Required action:
Check each line of the listing, and copy it if it contains the word "planner".
^^^^^^^^
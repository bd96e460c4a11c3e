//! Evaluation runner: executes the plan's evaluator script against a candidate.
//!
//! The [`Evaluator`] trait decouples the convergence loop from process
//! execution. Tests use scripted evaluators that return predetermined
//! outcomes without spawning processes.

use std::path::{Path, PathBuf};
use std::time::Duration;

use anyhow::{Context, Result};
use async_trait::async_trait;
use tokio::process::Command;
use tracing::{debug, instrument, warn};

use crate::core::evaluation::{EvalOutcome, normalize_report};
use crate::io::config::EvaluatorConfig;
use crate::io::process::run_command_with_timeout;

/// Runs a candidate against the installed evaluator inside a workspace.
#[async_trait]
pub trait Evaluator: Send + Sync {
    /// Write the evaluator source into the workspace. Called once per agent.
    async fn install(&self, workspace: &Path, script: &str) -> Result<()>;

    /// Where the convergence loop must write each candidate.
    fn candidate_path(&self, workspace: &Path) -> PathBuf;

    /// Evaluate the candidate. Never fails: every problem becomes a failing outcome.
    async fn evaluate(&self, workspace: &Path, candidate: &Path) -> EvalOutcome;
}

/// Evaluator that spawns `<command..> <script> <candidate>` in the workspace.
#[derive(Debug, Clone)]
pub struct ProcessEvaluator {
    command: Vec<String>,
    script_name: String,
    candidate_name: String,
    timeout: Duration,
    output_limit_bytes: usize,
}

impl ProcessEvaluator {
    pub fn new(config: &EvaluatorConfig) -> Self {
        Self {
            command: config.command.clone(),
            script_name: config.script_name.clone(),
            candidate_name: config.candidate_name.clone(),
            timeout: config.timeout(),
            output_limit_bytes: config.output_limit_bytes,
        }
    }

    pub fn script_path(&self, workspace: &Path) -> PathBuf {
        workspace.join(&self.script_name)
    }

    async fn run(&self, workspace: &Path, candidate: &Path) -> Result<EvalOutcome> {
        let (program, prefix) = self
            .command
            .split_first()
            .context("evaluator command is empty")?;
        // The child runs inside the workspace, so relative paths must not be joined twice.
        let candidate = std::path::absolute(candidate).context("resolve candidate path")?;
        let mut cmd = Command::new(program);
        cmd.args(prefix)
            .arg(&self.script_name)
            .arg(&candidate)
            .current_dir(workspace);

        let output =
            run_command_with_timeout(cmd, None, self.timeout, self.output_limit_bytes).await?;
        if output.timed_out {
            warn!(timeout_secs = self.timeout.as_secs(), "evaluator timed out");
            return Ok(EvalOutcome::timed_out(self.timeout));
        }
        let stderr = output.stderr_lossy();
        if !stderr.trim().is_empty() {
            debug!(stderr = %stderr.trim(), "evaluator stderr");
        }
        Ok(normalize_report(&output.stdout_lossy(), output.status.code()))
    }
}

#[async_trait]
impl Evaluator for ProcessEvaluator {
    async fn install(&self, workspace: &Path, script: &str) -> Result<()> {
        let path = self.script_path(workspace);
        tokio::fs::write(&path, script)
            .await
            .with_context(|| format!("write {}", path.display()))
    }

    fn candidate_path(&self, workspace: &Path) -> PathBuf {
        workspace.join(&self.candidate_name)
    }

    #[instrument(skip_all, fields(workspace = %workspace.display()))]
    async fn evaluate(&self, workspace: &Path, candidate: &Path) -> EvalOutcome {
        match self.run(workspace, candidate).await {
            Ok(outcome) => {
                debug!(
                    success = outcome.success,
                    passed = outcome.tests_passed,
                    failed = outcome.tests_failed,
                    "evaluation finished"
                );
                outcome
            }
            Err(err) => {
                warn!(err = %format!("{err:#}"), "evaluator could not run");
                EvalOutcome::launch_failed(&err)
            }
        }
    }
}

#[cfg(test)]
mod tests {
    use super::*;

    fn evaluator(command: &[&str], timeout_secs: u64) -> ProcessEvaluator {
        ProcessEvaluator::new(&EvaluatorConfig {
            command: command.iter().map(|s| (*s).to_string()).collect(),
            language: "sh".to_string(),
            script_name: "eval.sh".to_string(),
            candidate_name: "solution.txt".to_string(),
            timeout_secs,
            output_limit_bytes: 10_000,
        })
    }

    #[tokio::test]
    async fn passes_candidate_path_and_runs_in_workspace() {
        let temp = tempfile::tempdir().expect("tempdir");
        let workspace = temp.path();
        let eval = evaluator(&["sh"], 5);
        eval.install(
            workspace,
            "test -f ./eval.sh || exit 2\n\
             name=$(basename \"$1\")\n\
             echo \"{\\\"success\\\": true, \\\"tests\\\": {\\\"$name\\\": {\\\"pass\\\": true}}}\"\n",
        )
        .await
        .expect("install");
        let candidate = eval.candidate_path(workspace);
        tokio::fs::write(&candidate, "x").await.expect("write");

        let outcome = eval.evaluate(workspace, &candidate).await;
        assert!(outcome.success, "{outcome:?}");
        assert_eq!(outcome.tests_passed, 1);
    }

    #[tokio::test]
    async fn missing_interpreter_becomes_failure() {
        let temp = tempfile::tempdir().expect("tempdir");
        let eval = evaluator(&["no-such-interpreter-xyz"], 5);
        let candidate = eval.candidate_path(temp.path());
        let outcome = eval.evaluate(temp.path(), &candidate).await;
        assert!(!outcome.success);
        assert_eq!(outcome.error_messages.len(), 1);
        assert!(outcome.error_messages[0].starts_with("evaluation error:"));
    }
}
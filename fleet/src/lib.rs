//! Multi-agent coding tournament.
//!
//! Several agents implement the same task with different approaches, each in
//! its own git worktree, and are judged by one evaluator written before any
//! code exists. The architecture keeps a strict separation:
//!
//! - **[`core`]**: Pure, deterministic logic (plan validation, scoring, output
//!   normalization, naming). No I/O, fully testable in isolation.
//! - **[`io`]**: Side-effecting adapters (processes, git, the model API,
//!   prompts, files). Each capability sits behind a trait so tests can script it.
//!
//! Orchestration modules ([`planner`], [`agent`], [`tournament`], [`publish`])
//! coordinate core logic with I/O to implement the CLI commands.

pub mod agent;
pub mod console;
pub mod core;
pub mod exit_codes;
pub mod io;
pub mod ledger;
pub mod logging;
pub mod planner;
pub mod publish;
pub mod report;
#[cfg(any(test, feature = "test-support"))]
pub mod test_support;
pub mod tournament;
^^^^^^^^
Answer to the exercise:
//! Orchestration modules ([`planner`], [`agent`], [`tournament`], [`publish`])
pub mod planner;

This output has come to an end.